**TASK STATEMENT:**
Using the data that follows, report how many lines include "contents"; output no other text.

**DATASET:**
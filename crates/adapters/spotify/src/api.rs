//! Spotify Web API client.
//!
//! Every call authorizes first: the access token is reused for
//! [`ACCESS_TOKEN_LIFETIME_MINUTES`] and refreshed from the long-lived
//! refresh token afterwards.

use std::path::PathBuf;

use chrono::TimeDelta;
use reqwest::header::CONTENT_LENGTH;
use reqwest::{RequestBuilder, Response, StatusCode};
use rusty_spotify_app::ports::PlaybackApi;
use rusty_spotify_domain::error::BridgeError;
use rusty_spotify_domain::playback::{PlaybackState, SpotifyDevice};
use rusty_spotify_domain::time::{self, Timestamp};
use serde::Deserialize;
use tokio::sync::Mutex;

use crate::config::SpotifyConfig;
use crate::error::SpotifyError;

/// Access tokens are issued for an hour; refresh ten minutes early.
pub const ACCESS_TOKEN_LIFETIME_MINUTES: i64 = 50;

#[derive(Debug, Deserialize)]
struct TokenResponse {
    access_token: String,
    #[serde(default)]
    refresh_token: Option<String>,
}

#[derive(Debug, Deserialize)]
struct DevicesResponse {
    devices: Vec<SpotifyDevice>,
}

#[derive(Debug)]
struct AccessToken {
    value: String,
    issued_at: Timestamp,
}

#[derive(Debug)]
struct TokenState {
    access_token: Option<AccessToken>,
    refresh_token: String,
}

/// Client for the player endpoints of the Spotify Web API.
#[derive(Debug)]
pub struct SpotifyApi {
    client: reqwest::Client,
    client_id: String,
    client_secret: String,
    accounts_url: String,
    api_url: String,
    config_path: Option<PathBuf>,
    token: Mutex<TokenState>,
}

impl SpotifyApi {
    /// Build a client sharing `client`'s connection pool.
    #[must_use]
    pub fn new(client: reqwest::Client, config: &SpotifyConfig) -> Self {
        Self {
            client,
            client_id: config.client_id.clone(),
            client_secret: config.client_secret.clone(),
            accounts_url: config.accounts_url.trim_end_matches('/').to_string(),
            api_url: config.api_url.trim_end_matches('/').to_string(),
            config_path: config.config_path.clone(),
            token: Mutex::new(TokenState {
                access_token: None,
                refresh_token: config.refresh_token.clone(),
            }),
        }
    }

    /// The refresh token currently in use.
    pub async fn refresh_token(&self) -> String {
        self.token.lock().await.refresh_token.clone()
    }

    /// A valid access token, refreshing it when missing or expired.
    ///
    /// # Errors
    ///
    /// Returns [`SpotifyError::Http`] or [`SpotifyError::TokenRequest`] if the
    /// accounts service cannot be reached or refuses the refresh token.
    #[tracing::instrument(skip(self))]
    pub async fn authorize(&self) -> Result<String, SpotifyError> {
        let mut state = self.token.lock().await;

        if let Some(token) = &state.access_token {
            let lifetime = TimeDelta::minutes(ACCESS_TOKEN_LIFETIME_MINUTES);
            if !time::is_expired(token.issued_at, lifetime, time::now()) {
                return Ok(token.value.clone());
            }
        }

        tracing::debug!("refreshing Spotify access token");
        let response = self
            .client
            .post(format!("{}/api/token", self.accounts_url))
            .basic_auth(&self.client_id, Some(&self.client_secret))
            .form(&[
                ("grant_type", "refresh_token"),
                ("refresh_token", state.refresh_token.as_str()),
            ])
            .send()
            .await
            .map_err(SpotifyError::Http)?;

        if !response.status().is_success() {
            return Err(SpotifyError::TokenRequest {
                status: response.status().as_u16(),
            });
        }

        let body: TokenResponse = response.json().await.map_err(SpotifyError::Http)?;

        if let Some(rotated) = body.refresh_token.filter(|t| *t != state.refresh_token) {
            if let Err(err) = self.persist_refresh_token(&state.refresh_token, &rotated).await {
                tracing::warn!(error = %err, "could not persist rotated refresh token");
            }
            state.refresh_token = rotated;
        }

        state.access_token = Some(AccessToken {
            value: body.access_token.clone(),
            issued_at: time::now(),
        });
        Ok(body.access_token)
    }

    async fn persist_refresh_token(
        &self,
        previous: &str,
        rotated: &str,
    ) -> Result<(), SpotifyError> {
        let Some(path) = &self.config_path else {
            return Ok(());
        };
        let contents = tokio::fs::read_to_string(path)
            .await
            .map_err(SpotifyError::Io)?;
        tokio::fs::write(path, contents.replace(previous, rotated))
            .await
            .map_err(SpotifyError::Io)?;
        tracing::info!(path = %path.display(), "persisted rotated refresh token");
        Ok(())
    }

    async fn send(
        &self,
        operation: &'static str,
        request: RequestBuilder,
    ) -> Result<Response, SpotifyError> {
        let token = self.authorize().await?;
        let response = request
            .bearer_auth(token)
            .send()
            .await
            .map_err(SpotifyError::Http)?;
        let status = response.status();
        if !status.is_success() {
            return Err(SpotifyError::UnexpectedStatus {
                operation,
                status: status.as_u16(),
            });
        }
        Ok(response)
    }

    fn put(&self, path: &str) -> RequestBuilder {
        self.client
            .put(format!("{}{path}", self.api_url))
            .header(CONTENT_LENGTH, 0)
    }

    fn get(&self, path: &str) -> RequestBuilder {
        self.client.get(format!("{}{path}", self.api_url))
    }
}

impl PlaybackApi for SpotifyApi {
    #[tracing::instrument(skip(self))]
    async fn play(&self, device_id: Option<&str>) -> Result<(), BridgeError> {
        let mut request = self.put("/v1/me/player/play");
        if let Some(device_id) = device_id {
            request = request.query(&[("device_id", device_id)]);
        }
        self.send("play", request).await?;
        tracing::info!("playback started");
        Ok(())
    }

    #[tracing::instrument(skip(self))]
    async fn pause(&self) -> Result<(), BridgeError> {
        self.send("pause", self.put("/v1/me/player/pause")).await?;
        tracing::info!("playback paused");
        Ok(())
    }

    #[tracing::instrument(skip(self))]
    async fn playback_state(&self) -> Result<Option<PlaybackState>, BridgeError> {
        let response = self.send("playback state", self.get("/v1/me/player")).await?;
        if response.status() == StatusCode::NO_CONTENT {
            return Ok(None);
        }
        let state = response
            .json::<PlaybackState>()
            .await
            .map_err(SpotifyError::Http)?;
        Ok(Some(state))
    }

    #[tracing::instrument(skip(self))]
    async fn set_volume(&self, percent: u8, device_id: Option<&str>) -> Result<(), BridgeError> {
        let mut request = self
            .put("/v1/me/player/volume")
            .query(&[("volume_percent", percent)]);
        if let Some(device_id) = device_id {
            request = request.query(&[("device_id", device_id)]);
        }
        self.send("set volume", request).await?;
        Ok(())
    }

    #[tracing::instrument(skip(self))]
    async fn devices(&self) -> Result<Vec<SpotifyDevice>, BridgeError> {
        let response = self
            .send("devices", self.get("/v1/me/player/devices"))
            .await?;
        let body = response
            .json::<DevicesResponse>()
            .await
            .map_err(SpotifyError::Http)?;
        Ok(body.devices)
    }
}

**EXERCISE OUTPUT:**
2